HMAC Signature Verification
Most webhook providers sign their payloads using HMAC-SHA256 and include the Base64-encoded signature in a request header. To verify, compute HMAC-SHA256 over the raw request body using the shared secret, Base64-encode the result, and compare to the header value. Always use the raw body for verification — not the decoded JSON.
Timing-Safe Comparison
When comparing HMAC signatures, use timing-safe comparison functions (crypto.timingSafeEqual in Node.js, hmac.compare_digest in Python). Regular string comparison short-circuits on the first mismatch, leaking timing information that sophisticated attackers can exploit.

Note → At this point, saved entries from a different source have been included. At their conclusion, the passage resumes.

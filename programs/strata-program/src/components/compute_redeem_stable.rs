use crate::components::{dynamic_fee_bps, mul_div_down, mul_div_up, FeeDirection, PricingView};
use crate::states::GlobalState;
use crate::utils::{StrataError, BPS_PRECISION, MIN_LST_OUT, SOL_PRECISION};

pub struct RedeemStableResult {
    /// True when the protocol is insolvent and the payout was reduced
    /// pro-rata.
    pub haircut: bool,
    /// Payout ratio in bps; `BPS_PRECISION` means par.
    pub haircut_bps: u64,
    pub fee_bps: u64,
    /// SOL value released from the liability side, lamports.
    pub sol_out: u64,
    /// LST leaving the vault in total (user payout plus fee).
    pub lst_out_gross: u64,
    pub fee_lst: u64,
    pub user_lst: u64,
    /// Lamports of value burned but not paid out due to flooring;
    /// accumulates into the rounding reserve.
    pub reserve_delta_lamports: u64,
}

/// Arithmetic for redeeming stablecoin for LST. The senior tranche
/// always has an exit: at or above 100% CR a par redemption with the
/// risk-reducing fee; below 100% a zero-fee pro-rata haircut.
pub fn compute_redeem_stable(
    state: &GlobalState,
    pricing: &PricingView,
    stable_in: u64,
    min_lst_out: u64,
) -> Result<RedeemStableResult, StrataError> {
    if pricing.tvl_sol < pricing.liability_sol {
        return compute_haircut(state, pricing, stable_in, min_lst_out);
    }

    let sol_out = mul_div_down(stable_in, SOL_PRECISION, state.sol_usd_price)?;
    let lst_out_gross = mul_div_down(sol_out, SOL_PRECISION, state.lst_to_sol_rate)?;

    if lst_out_gross < MIN_LST_OUT {
        return Err(StrataError::AmountTooSmall);
    }

    let fee_bps = dynamic_fee_bps(
        state,
        state.stable_redeem_fee_bps,
        FeeDirection::RiskReducing,
        pricing.cr_bps,
    )?;

    let fee_lst = mul_div_up(lst_out_gross, fee_bps, BPS_PRECISION)?;
    let user_lst = lst_out_gross
        .checked_sub(fee_lst)
        .ok_or(StrataError::MathOverflow)?;

    if user_lst < min_lst_out {
        return Err(StrataError::SlippageExceeded);
    }

    // The floored LST payout is worth slightly less than the SOL
    // value released; the gap stays in the vault.
    let sol_paid = mul_div_down(lst_out_gross, state.lst_to_sol_rate, SOL_PRECISION)?;
    let reserve_delta_lamports = sol_out.saturating_sub(sol_paid);

    Ok(RedeemStableResult {
        haircut: false,
        haircut_bps: BPS_PRECISION,
        fee_bps,
        sol_out,
        lst_out_gross,
        fee_lst,
        user_lst,
        reserve_delta_lamports,
    })
}

/// Insolvency exit: pay `stable_in` at par, then scale by CR. No fee
/// is charged on top of the loss the holder is already taking; the
/// slippage floor still applies.
fn compute_haircut(
    state: &GlobalState,
    pricing: &PricingView,
    stable_in: u64,
    min_lst_out: u64,
) -> Result<RedeemStableResult, StrataError> {
    let haircut_bps = pricing.cr_bps.min(BPS_PRECISION);

    let sol_par = mul_div_down(stable_in, SOL_PRECISION, state.sol_usd_price)?;
    let sol_after_haircut = mul_div_down(sol_par, haircut_bps, BPS_PRECISION)?;
    let lst_out = mul_div_down(sol_after_haircut, SOL_PRECISION, state.lst_to_sol_rate)?;

    if lst_out < MIN_LST_OUT {
        return Err(StrataError::AmountTooSmall);
    }

    if lst_out < min_lst_out {
        return Err(StrataError::SlippageExceeded);
    }

    let sol_paid = mul_div_down(lst_out, state.lst_to_sol_rate, SOL_PRECISION)?;
    let reserve_delta_lamports = sol_after_haircut.saturating_sub(sol_paid);

    Ok(RedeemStableResult {
        haircut: true,
        haircut_bps,
        fee_bps: 0,
        sol_out: sol_after_haircut,
        lst_out_gross: lst_out,
        fee_lst: 0,
        user_lst: lst_out,
        reserve_delta_lamports,
    })
}
pub use lev_event::*;
pub use price_update_event::*;
pub use stable_event::*;

pub mod lev_event;
pub mod price_update_event;
pub mod stable_event;
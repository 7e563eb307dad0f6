pub use emergency_pause::*;
pub use initialize::*;
pub use sync_exchange_rate::*;
pub use update_fees::*;
pub use update_parameters::*;
pub use update_prices::*;
pub use update_treasury::*;

pub mod emergency_pause;
pub mod initialize;
pub mod sync_exchange_rate;
pub mod update_fees;
pub mod update_parameters;
pub mod update_prices;
pub mod update_treasury;
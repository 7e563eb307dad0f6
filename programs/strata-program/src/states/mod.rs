pub use global_state::*;

pub mod global_state;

Binary Payloads in Webhooks
Some webhooks include file attachments or image data inline in the JSON payload as Base64-encoded strings. Decode the Base64 string to retrieve the binary data before processing. Always validate the MIME type and size of decoded binary data before passing it to processing libraries.
Webhook Idempotency
Webhook delivery is not guaranteed — providers retry failed deliveries, meaning your endpoint may receive the same event multiple times. Include an idempotency key in your processing logic to safely handle duplicates. Signature verification should happen before any database writes.
Base64 in webhooks serves two purposes: authenticating payloads via HMAC signatures and encoding binary data in JSON. Implement timing-safe signature verification and validate binary data before processing.